In the Outback FAQ it says something about the 110 power going off and on 3 times without the AC control being turned off causes the AC to be locked out until reset.

I may be a newbie but I have been reading a lot







.


----------



## GlenninTexas (Aug 11, 2004)

When I purchased my Outback the PDI guy told me that if you disconnect the shore power without first turning off the air conditioner, the unit would have to be reset. He said the easiest way to do this was to disconnect both the shore power and the battery for 15 seconds. I've had to do this once, and it worked. Next time, I'll check for the reset button in the remote.


----------



## Bopper (Feb 2, 2004)

Greetings:

There seems to be many solutions to this problem. I first encountered it in 95+ degrees in Viginia last year. No one at either Outback or Carrier was able to help. After a couple hours at a Carrier facility in Pennsylvania, with many calls to the Carrier main office, we came up with the solution of breaking the low voltage circuit to reset the unit.

I am glad that there is a simple fix through the remote. However, in case this does not fix the problem (or doesn't fix your particular reset situation), Camping479 has the 'fix'. Disconnect the trailer from the land power line, remove the panel from the inside unit, find the major joint with several connections, remove the wire nut and disconnect the RED wire. Leave the wire disconnected for at least ten seconds and reverse the procedure. It should work.

Best regards,
Bopper

2 Adults and 2 very spoiled Cocker Spaniels
2002 23FBS Outback and 2002 Ford Explorer


----------



## CanadaCruizin (Jul 3, 2004)

> ...remove the wire nut and disconnect the RED wire...

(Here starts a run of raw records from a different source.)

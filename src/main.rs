//! # catalog2xlsx
//!
//! Command-line front end for converting product-catalog XML documents into
//! XLSX workbooks.
//!
//! ## Usage
//!
//! ```bash
//! # Convert a catalog (writes catalog.xlsx next to the input)
//! catalog2xlsx convert catalog.xml
//!
//! # Custom sheet name, document order, machine-readable result
//! catalog2xlsx convert catalog.xml out/products.xlsx --sheet-name Items --keep-order --json
//!
//! # Print the extracted products
//! catalog2xlsx -v inspect catalog.xml
//! ```

use anyhow::Result;
use clap::Parser;

mod cli;

fn main() -> Result<()> {
    let cli = cli::Cli::parse();
    cli::init_logging(cli.verbosity());
    cli::dispatch(cli)
}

Sounds like something out of Mission Impossible


----------



## hatcityhosehauler (Feb 13, 2004)

Wouldn't it be easier to just walk to the tongue after disconnecting shore power, and pull the neg lead from the battery for 10-15 seconds? Or if you have done the cutoff switch mod, turn the battery off for the alotted time. I would certainly prefer that over poking around inside the A/C unit.

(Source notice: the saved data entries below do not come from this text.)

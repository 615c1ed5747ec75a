#![no_main]

use libfuzzer_sys::fuzz_target;

fuzz_target!(|data: &[u8]| {
    // Parsing must either succeed or return an error, never panic
    let whole = catalog2xlsx::catalog::parse_products(data);

    // The lazy iterator must agree with the eager parse
    if let Ok(streamer) = catalog2xlsx::catalog::ProductStreamer::new(data) {
        let mut streamed = Vec::new();
        for product in streamer.products() {
            match product {
                Ok(product) => streamed.push(product),
                Err(_) => break,
            }
        }
        if let Ok(products) = &whole {
            assert_eq!(products, &streamed);
        }
    }

    // Every accepted document must also render to a workbook
    if let Ok(products) = whole {
        let _ = catalog2xlsx::sheet::WorkbookExporter::new().export(&products);
    }
});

Is there a reason why disconnecting the battery would not work?

Tim


----------



## camping479 (Aug 27, 2003)

Tim,

That's a good question. I would assume that would work.

Mike


----------



## missouricamper (Jun 28, 2004)

Last spring we were camping in a thunderstorm, after the power went out for the third time, the AC did not go back on (fan would run unless it was on AC), and red light blinked. After the rain stopped, we killed the power and waited. Turned it back on and it still didn't work. My 17 year old (glad I brought him) thought of turning off power and then disconnectiing the battery. When hooked back up, everything worked fine. We didn't know about the "3 strikes and your out" thing until we joined outbackers....

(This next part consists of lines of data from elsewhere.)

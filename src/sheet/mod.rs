//! # XLSX Workbook Export
//!
//! Renders a sequence of [`ProductRecord`]s into an in-memory Office Open XML
//! spreadsheet with a single worksheet. The package itself is produced by
//! `rust_xlsxwriter`; this module decides what goes where:
//!
//! - row 1 holds the [`SheetColumn`] captions, bold unless configured otherwise
//! - every product fills one row below it, in the order given
//! - the sequence index column is stored as a number, every other column as text
//! - empty text fields leave their cell blank
//!
//! ## Usage
//!
//! ```rust
//! use catalog2xlsx::models::ProductRecord;
//! use catalog2xlsx::sheet::WorkbookExporter;
//!
//! let products = vec![ProductRecord::new(1, "796").with_full_name("Aspirin")];
//! let bytes = WorkbookExporter::new().export(&products)?;
//! assert_eq!(&bytes[..2], b"PK");
//! # Ok::<(), catalog2xlsx::sheet::SheetError>(())
//! ```

use chrono::{DateTime, Datelike, Timelike, Utc};
use log::debug;
use rust_xlsxwriter::{DocProperties, ExcelDateTime, Format, Workbook, Worksheet};

use crate::models::ProductRecord;

pub use error::SheetError;

mod error;

#[cfg(test)]
mod tests;

/// MIME type of the generated workbook
pub const XLSX_CONTENT_TYPE: &str =
    "application/vnd.openxmlformats-officedocument.spreadsheetml.sheet";

/// File name offered when the workbook is served as an attachment
pub const DEFAULT_ATTACHMENT_NAME: &str = "converted.xlsx";

/// Default worksheet name
pub const DEFAULT_SHEET_NAME: &str = "Продукты";

/// Longest worksheet name spreadsheet applications accept
pub const MAX_SHEET_NAME_LEN: usize = 31;

/// Rows in a worksheet, header included
pub const MAX_SHEET_ROWS: usize = 1_048_576;

const AUTHOR: &str = "catalog2xlsx";

/// Columns of the product sheet, in output order
#[derive(Debug, Clone, Copy, PartialEq, Eq)]
pub enum SheetColumn {
    /// Sequence index (numeric)
    SequenceIndex,
    /// Unit-of-measure national code
    UnitCode,
    /// OKPD2 classification code
    ClassificationCode,
    /// Medical product code (NKMI)
    MedicalCode,
    /// Manufacturer
    Manufacturer,
    /// Country of origin
    CountryName,
    /// Registration certificate number
    CertificateNumber,
    /// Full product name
    FullName,
    /// Trademark
    TradeMark,
}

impl SheetColumn {
    /// All columns in output order
    pub const ALL: [SheetColumn; 9] = [
        SheetColumn::SequenceIndex,
        SheetColumn::UnitCode,
        SheetColumn::ClassificationCode,
        SheetColumn::MedicalCode,
        SheetColumn::Manufacturer,
        SheetColumn::CountryName,
        SheetColumn::CertificateNumber,
        SheetColumn::FullName,
        SheetColumn::TradeMark,
    ];

    /// Header caption written in the first row
    pub fn header(&self) -> &'static str {
        match self {
            SheetColumn::SequenceIndex => "№ п/п",
            SheetColumn::UnitCode => "Единицы измерения",
            SheetColumn::ClassificationCode => "ОКПД2",
            SheetColumn::MedicalCode => "НКМИ",
            SheetColumn::Manufacturer => "Производитель",
            SheetColumn::CountryName => "Страна производства",
            SheetColumn::CertificateNumber => "Рег. номер удостоверения",
            SheetColumn::FullName => "Полное  наименование",
            SheetColumn::TradeMark => "Товарный знак",
        }
    }

    /// Cell value of this column for a product
    pub fn value<'a>(&self, product: &'a ProductRecord) -> CellValue<'a> {
        match self {
            SheetColumn::SequenceIndex => CellValue::Number(i64::from(product.sequence_index)),
            SheetColumn::UnitCode => CellValue::Text(&product.unit_code),
            SheetColumn::ClassificationCode => CellValue::Text(&product.classification_code),
            SheetColumn::MedicalCode => CellValue::Text(&product.medical_code),
            SheetColumn::Manufacturer => CellValue::Text(&product.manufacturer),
            SheetColumn::CountryName => CellValue::Text(&product.country_name),
            SheetColumn::CertificateNumber => CellValue::Text(&product.certificate_number),
            SheetColumn::FullName => CellValue::Text(&product.full_name),
            SheetColumn::TradeMark => CellValue::Text(&product.trade_mark),
        }
    }
}

/// Content of a single cell
#[derive(Debug, Clone, Copy, PartialEq, Eq)]
pub enum CellValue<'a> {
    /// Numeric cell
    Number(i64),
    /// String cell
    Text(&'a str),
}

/// Configuration for workbook generation
#[derive(Debug, Clone)]
pub struct WorkbookConfig {
    /// Name of the single worksheet
    pub sheet_name: String,

    /// Render the header row in bold
    pub bold_header: bool,

    /// Size columns to fit their longest value
    pub auto_size_columns: bool,

    /// Creation timestamp recorded in the document properties; now if unset
    pub created: Option<DateTime<Utc>>,
}

impl Default for WorkbookConfig {
    fn default() -> Self {
        Self {
            sheet_name: DEFAULT_SHEET_NAME.to_string(),
            bold_header: true,
            auto_size_columns: true,
            created: None,
        }
    }
}

impl WorkbookConfig {
    /// Set the worksheet name
    pub fn with_sheet_name(mut self, sheet_name: impl Into<String>) -> Self {
        self.sheet_name = sheet_name.into();
        self
    }

    /// Pin the creation timestamp
    pub fn with_created(mut self, created: DateTime<Utc>) -> Self {
        self.created = Some(created);
        self
    }

    /// Check the settings before any output is produced
    pub fn validate(&self) -> Result<(), SheetError> {
        validate_sheet_name(&self.sheet_name)
    }
}

/// Reject names that spreadsheet applications refuse to open
pub fn validate_sheet_name(name: &str) -> Result<(), SheetError> {
    let reason = if name.trim().is_empty() {
        Some("must not be empty")
    } else if name.chars().count() > MAX_SHEET_NAME_LEN {
        Some("must be at most 31 characters long")
    } else if name.contains(['[', ']', ':', '*', '?', '/', '\\']) {
        Some("must not contain any of [ ] : * ? / \\")
    } else if name.starts_with('\'') || name.ends_with('\'') {
        Some("must not begin or end with an apostrophe")
    } else {
        None
    };

    match reason {
        Some(reason) => Err(SheetError::InvalidSheetName {
            name: name.to_string(),
            reason,
        }),
        None => Ok(()),
    }
}

/// Writes product records into an XLSX package held in memory
#[derive(Debug, Clone, Default)]
pub struct WorkbookExporter {
    config: WorkbookConfig,
}

impl WorkbookExporter {
    /// Create an exporter with default configuration
    pub fn new() -> Self {
        Self::default()
    }

    /// Create an exporter with custom configuration
    pub fn with_config(config: WorkbookConfig) -> Self {
        Self { config }
    }

    /// Active configuration
    pub fn config(&self) -> &WorkbookConfig {
        &self.config
    }

    /// Render `products` as a workbook and return the package bytes.
    ///
    /// An empty slice produces a sheet with only the header row.
    pub fn export(&self, products: &[ProductRecord]) -> Result<Vec<u8>, SheetError> {
        self.config.validate()?;
        if products.len() >= MAX_SHEET_ROWS {
            return Err(SheetError::TooManyRows {
                rows: products.len(),
                limit: MAX_SHEET_ROWS - 1,
            });
        }

        let created = self.config.created.unwrap_or_else(Utc::now);
        let properties = DocProperties::new()
            .set_author(AUTHOR)
            .set_creation_datetime(&excel_datetime(created)?);

        let mut workbook = Workbook::new();
        workbook.set_properties(&properties);

        let worksheet = workbook.add_worksheet();
        worksheet.set_name(&self.config.sheet_name)?;
        self.write_header(worksheet)?;

        for (row, product) in (1u32..).zip(products) {
            write_product(worksheet, row, product)?;
        }

        if self.config.auto_size_columns {
            worksheet.autofit();
        }

        let bytes = workbook.save_to_buffer()?;
        debug!(
            "Rendered {} product row(s) into {} byte workbook",
            products.len(),
            bytes.len()
        );
        Ok(bytes)
    }

    fn write_header(&self, worksheet: &mut Worksheet) -> Result<(), SheetError> {
        let bold = Format::new().set_bold();
        for (col, column) in (0u16..).zip(SheetColumn::ALL) {
            if self.config.bold_header {
                worksheet.write_string_with_format(0, col, column.header(), &bold)?;
            } else {
                worksheet.write_string(0, col, column.header())?;
            }
        }
        Ok(())
    }
}

fn write_product(
    worksheet: &mut Worksheet,
    row: u32,
    product: &ProductRecord,
) -> Result<(), SheetError> {
    for (col, column) in (0u16..).zip(SheetColumn::ALL) {
        match column.value(product) {
            CellValue::Number(n) => {
                worksheet.write_number(row, col, n as f64)?;
            }
            CellValue::Text("") => {}
            CellValue::Text(text) => {
                worksheet.write_string(row, col, text)?;
            }
        }
    }
    Ok(())
}

/// Whole-second timestamp for the document properties
fn excel_datetime(at: DateTime<Utc>) -> Result<ExcelDateTime, SheetError> {
    let year = u16::try_from(at.year()).unwrap_or(1900);
    let date = ExcelDateTime::from_ymd(year, at.month() as u8, at.day() as u8)?;
    Ok(date.and_hms(at.hour() as u16, at.minute() as u8, at.second() as u8)?)
}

thanks for the hint about the remote... would NEVER have looked there for a reset...


----------



## jbwcamp (Jun 24, 2004)

We had a problem with our AC. Carrier recommends disconnect shore power and battery power for 10 seconds and reconnect. No need to remove inside cover. The red light should blink. The green light should not blink, if it does try a reset.
Jon


----------



## lakesider (Sep 1, 2004)

JBWCAMP,

So is Carrier saying that the red light should always blink under normal conditions? That is what mine seems to do. For me, the a/c works fine even with the red light blinking.

I have tried removing all power (including TT battery) but upon restoration of power, the red light resumes blinking. Also tried the reset on the hand held remote but that had no effect.


----------